Your instructions -
Copy out each line of the data below in which "PointerRegistry" appears.

Collected data entries

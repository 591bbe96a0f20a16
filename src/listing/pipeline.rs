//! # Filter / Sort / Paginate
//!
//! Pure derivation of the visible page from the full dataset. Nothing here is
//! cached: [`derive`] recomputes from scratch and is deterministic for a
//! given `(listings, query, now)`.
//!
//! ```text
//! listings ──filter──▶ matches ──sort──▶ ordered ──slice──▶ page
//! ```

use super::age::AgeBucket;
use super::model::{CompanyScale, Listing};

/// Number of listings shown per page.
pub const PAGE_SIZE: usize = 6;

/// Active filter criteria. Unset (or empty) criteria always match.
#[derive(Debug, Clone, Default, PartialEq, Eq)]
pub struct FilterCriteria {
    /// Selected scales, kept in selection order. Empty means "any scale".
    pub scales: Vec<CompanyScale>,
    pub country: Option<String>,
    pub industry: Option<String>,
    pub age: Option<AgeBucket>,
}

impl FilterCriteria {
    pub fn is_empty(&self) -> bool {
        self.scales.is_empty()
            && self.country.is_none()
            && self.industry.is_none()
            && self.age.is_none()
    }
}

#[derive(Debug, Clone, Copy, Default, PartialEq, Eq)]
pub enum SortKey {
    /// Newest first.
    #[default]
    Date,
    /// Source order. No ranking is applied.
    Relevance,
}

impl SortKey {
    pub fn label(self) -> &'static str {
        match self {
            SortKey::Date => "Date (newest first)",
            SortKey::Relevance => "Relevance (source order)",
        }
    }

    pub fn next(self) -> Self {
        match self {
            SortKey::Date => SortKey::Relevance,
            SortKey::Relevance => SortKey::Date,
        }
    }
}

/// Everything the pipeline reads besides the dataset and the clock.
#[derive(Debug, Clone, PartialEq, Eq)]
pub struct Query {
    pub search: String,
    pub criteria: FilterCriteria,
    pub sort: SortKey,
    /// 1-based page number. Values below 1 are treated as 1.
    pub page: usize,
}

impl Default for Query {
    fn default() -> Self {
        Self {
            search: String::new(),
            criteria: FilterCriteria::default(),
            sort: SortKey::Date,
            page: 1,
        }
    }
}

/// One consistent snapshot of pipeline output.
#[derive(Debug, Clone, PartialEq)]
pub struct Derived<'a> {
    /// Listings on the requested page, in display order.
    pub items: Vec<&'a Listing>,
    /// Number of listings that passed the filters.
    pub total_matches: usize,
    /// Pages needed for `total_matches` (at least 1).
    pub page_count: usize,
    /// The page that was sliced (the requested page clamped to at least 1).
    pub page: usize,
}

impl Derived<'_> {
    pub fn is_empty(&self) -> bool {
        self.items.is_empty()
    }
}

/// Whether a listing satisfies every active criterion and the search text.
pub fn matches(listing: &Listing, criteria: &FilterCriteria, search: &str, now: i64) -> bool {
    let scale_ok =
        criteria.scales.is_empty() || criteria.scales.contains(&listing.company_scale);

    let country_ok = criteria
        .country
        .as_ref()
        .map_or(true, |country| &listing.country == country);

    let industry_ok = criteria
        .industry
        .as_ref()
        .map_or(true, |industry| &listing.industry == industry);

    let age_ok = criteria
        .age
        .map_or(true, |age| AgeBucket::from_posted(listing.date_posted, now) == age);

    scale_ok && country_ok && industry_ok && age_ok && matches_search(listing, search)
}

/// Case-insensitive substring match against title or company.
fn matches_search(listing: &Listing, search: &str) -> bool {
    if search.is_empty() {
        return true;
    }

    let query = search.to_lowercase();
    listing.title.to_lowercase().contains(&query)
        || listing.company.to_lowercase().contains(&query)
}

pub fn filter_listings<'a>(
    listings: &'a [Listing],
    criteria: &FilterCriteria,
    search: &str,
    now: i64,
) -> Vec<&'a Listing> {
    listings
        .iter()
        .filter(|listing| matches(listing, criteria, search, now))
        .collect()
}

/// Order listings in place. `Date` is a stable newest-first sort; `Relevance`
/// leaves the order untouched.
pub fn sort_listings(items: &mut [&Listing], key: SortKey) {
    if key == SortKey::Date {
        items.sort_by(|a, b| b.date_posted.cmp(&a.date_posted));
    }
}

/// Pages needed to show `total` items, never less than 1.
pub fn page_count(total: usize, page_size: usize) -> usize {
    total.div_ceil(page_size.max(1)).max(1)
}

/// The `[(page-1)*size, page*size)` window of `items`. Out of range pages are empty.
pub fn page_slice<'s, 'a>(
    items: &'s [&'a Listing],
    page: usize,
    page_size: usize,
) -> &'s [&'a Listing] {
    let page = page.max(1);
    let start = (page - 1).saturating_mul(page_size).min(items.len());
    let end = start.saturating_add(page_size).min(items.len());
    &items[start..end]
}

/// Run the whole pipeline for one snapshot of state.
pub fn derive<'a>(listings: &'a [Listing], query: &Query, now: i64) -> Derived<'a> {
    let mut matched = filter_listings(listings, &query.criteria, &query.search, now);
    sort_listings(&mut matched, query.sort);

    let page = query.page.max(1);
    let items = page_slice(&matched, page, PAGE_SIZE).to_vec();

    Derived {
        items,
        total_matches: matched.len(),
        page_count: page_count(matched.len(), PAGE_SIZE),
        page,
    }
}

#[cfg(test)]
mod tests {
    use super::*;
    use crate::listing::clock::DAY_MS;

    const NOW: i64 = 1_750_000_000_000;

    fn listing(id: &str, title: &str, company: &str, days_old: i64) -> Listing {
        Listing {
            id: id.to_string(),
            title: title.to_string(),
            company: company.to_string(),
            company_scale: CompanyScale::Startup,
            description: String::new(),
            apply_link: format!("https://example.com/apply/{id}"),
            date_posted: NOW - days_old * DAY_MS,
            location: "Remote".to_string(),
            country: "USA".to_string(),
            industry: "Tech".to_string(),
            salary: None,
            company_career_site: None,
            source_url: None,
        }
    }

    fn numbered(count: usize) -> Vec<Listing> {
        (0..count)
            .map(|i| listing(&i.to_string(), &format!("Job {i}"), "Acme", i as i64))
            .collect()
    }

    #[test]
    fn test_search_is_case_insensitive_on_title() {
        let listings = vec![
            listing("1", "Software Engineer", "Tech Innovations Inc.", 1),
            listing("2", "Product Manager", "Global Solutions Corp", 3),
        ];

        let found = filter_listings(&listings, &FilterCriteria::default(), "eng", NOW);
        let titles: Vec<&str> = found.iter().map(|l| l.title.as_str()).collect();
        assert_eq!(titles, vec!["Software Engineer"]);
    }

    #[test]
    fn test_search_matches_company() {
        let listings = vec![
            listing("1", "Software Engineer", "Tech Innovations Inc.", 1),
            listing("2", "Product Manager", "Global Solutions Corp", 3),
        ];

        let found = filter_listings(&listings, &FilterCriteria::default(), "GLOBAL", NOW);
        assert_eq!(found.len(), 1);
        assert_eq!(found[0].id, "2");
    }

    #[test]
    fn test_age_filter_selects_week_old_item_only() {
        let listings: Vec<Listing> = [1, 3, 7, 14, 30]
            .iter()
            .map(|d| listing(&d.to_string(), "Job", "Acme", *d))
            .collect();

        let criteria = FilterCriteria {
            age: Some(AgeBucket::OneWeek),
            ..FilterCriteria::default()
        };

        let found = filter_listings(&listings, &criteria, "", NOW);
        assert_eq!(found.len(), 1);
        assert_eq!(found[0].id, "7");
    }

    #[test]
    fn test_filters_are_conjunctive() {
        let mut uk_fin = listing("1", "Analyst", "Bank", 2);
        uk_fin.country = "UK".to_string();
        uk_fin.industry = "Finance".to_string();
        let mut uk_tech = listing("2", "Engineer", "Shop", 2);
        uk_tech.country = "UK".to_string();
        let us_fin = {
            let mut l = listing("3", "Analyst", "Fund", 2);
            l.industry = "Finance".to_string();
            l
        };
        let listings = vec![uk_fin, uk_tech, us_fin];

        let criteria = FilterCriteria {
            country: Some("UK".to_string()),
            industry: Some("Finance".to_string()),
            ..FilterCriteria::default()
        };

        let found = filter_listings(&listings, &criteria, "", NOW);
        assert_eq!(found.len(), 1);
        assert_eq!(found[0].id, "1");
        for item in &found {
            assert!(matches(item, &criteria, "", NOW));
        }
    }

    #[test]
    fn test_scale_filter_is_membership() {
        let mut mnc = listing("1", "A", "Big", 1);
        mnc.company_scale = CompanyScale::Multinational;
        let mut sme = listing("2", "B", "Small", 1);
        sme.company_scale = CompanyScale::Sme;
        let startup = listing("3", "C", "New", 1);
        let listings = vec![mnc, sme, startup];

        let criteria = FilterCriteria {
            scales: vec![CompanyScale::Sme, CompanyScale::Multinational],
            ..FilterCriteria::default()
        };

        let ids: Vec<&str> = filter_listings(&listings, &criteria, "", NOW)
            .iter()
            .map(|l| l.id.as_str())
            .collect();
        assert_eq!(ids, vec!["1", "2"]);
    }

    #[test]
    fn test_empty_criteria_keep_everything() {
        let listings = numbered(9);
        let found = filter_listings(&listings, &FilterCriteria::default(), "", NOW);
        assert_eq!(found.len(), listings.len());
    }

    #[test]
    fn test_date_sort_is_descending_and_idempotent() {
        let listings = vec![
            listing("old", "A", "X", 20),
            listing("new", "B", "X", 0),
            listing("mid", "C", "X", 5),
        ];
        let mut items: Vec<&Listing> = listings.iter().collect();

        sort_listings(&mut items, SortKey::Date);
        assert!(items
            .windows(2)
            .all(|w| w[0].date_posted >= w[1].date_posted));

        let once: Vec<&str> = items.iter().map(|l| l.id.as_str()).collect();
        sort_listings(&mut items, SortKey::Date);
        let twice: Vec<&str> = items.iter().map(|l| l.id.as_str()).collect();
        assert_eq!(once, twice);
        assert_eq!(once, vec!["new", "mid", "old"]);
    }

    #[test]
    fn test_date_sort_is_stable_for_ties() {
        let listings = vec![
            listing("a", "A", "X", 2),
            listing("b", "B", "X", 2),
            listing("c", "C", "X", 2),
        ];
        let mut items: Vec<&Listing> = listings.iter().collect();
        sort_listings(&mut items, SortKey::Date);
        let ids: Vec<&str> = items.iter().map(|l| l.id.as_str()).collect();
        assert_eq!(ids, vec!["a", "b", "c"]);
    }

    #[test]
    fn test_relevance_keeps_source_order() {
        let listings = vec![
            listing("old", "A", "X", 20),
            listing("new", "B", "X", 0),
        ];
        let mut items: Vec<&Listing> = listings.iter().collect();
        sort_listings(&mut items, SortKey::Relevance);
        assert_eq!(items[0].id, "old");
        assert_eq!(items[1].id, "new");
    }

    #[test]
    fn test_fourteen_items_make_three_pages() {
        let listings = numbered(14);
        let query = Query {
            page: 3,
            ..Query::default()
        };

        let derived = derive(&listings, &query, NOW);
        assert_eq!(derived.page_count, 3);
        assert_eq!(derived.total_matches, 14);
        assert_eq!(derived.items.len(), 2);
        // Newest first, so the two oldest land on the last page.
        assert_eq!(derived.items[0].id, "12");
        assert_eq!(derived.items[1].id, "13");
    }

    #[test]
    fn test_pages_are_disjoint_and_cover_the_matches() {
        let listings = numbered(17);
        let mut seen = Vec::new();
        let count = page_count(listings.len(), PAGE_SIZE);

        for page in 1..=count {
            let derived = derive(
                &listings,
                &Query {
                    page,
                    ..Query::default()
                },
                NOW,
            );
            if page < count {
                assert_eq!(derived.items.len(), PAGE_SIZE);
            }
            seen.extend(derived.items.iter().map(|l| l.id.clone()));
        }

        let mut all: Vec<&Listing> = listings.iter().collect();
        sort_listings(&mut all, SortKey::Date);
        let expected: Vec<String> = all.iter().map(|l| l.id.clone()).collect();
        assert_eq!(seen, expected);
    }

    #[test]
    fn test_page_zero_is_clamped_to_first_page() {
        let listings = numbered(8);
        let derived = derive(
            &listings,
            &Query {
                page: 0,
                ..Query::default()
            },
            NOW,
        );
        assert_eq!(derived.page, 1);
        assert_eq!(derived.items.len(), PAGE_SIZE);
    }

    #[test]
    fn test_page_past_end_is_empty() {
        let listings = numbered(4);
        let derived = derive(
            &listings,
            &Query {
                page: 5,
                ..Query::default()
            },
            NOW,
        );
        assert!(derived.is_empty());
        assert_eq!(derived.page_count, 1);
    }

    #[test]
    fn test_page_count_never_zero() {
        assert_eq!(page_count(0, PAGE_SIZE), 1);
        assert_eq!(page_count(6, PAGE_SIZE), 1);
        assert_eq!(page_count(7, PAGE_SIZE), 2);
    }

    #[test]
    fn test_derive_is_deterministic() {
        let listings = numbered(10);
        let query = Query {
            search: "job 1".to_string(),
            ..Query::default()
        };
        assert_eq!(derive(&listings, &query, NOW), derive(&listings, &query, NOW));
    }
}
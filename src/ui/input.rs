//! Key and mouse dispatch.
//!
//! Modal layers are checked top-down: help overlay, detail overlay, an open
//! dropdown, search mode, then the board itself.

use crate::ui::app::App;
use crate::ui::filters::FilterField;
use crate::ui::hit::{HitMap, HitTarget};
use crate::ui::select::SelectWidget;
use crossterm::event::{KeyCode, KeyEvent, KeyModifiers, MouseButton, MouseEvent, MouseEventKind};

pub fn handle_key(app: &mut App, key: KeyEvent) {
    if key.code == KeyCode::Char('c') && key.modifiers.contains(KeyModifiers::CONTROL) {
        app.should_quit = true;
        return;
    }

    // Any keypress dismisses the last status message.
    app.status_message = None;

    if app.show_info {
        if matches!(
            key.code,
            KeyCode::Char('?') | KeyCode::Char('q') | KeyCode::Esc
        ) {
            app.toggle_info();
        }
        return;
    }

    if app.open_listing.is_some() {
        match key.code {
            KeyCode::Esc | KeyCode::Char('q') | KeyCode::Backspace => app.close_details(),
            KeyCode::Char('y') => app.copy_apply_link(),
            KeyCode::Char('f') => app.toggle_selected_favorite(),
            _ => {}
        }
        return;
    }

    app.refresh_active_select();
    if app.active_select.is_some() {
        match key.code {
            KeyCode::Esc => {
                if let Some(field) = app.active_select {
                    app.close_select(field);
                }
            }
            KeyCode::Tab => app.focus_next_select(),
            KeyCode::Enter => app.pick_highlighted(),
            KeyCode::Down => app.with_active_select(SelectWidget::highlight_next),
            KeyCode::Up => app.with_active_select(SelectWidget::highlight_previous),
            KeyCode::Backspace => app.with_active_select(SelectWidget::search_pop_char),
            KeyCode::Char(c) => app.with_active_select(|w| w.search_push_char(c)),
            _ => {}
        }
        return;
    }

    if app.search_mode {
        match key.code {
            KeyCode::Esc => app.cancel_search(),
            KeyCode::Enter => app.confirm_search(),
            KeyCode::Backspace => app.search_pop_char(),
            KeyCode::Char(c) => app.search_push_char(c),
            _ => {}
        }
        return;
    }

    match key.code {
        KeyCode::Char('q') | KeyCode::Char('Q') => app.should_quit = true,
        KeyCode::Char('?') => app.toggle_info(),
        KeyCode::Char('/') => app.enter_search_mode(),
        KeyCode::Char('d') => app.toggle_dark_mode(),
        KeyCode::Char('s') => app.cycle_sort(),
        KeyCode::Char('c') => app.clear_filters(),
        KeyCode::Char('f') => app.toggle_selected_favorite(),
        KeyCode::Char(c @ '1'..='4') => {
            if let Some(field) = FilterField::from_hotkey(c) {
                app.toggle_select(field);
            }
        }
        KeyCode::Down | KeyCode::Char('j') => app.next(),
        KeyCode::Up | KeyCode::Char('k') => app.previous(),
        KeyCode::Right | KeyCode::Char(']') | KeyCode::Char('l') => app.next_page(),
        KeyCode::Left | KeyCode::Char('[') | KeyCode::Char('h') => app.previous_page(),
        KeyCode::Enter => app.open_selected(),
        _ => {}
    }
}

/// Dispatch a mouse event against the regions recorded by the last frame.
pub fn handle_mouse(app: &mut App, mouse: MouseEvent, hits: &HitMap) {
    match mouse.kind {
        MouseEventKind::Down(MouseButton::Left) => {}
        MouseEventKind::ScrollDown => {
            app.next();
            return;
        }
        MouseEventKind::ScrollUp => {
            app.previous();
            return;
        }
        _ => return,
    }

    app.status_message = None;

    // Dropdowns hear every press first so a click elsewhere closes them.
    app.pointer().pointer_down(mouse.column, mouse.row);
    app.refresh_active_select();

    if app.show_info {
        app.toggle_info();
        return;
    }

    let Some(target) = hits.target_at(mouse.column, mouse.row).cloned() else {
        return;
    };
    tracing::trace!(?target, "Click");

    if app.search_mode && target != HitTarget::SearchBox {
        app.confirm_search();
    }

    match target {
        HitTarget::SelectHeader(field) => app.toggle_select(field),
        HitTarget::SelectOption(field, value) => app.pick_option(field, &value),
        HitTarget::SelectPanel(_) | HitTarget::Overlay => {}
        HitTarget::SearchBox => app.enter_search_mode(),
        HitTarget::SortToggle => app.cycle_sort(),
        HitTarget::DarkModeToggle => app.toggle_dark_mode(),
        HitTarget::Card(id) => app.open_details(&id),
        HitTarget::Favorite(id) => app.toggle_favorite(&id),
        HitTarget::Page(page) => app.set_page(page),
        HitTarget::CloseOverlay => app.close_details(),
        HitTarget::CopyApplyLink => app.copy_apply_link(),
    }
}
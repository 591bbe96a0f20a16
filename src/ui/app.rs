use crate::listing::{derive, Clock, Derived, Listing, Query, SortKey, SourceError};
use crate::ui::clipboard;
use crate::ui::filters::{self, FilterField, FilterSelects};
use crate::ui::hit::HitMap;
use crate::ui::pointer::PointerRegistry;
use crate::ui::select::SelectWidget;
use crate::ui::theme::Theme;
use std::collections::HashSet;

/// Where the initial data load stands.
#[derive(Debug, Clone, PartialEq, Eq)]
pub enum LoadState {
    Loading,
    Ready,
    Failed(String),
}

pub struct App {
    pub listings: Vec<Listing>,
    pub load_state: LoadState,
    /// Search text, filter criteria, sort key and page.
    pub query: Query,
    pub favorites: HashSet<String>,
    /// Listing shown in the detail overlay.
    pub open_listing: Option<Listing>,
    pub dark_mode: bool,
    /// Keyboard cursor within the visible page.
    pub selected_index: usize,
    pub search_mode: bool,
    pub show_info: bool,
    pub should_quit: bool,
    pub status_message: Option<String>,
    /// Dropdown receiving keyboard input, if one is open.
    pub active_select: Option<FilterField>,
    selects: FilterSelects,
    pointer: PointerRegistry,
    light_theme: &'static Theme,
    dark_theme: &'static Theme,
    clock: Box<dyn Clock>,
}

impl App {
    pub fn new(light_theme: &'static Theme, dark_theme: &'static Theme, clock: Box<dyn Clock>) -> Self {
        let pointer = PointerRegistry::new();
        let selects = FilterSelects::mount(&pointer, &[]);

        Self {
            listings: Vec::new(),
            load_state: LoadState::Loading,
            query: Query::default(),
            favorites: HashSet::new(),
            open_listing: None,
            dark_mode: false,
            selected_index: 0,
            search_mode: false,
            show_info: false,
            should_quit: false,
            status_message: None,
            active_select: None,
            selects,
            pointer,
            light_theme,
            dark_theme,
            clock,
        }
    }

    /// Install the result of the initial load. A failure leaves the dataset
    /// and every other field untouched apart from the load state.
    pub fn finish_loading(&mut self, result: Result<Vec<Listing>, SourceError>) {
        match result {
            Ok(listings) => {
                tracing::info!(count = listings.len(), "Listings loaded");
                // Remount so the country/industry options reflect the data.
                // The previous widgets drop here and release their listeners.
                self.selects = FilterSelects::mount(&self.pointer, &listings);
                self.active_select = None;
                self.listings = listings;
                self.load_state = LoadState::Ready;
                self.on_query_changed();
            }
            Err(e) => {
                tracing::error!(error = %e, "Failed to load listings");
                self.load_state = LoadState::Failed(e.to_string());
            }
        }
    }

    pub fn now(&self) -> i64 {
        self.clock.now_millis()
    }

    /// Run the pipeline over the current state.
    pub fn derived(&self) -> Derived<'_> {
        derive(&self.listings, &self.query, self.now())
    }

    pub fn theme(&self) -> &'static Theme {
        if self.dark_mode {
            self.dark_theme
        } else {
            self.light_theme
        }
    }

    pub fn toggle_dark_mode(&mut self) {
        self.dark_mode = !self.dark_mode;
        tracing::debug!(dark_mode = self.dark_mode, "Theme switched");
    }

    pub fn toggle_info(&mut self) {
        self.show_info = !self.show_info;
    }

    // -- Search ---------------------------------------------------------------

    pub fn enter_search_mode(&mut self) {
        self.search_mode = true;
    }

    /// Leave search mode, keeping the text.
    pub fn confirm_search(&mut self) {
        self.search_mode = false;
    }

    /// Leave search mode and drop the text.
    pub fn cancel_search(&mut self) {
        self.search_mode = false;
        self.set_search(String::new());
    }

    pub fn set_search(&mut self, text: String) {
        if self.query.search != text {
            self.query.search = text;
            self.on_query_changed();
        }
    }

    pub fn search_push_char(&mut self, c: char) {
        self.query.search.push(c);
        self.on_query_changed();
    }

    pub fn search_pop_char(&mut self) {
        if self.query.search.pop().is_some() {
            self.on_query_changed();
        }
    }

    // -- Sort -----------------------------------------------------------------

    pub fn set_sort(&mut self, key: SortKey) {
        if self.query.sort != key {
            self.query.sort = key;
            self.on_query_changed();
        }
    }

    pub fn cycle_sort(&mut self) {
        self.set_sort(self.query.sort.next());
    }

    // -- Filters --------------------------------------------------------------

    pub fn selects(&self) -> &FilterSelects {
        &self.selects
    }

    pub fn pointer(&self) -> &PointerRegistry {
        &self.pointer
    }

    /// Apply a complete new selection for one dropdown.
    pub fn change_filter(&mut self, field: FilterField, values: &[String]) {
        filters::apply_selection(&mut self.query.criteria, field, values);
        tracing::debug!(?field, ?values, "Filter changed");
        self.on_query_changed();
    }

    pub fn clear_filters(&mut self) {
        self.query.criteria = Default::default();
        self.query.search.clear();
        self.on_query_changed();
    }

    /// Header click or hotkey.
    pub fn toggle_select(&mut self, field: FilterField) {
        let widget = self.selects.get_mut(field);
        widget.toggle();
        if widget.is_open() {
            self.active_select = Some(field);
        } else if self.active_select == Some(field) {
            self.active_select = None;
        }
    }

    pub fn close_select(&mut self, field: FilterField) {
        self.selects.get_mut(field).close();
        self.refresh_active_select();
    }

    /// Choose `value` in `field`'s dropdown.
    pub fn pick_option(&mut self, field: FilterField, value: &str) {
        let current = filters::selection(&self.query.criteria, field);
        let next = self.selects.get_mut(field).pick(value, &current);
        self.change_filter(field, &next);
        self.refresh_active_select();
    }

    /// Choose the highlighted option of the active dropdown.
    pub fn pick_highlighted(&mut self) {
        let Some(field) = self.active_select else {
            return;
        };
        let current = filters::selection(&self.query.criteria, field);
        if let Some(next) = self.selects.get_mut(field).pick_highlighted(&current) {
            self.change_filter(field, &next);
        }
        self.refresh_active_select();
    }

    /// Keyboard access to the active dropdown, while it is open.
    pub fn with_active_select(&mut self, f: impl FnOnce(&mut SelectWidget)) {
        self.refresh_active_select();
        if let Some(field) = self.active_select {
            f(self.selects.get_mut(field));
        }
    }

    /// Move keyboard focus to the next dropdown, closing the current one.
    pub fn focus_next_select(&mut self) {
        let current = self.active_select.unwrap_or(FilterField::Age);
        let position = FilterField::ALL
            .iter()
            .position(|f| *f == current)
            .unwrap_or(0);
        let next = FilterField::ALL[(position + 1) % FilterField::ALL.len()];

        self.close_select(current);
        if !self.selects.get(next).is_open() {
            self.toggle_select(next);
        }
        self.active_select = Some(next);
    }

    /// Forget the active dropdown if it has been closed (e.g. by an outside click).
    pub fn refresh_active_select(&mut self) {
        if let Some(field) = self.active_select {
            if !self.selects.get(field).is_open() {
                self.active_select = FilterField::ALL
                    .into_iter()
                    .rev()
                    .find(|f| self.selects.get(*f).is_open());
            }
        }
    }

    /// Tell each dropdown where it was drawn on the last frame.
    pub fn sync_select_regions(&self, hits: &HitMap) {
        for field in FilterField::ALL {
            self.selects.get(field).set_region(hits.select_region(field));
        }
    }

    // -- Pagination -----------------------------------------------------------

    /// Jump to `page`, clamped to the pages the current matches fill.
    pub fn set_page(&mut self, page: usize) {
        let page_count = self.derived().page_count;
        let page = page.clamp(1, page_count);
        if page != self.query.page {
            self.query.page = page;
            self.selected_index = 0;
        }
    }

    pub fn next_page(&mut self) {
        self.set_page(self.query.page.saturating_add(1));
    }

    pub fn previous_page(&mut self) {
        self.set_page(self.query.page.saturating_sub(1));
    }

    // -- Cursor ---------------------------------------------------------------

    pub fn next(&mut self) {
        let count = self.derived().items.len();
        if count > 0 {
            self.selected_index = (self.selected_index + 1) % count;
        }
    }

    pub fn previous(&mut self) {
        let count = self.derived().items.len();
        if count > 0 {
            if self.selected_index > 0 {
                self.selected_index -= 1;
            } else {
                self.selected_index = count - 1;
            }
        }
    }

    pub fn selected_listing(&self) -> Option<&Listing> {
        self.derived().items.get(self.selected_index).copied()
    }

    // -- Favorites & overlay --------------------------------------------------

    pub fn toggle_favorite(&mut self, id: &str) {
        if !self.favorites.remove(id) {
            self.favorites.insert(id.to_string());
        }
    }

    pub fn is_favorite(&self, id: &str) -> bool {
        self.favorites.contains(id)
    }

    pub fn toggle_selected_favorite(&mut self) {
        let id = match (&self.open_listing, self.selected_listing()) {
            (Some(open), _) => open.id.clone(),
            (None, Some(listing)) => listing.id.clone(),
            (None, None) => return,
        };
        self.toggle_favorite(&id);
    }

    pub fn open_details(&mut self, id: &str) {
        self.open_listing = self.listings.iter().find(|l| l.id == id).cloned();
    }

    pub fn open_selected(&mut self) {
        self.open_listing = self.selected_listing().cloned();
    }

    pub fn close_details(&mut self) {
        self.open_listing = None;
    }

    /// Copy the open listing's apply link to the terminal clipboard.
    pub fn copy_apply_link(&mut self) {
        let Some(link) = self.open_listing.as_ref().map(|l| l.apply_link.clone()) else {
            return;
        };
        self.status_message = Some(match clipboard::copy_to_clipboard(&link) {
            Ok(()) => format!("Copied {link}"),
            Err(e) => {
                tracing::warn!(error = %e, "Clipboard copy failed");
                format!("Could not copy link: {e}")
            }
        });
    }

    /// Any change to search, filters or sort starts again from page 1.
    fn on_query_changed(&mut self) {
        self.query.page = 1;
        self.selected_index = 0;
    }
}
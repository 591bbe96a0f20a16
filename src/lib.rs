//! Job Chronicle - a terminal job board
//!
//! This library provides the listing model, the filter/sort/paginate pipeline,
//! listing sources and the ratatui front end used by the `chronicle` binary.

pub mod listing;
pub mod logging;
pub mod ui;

Output below -
use crate::ui::pointer::PointerRegistry;
    pointer: PointerRegistry,
        let pointer = PointerRegistry::new();
    pub fn pointer(&self) -> &PointerRegistry {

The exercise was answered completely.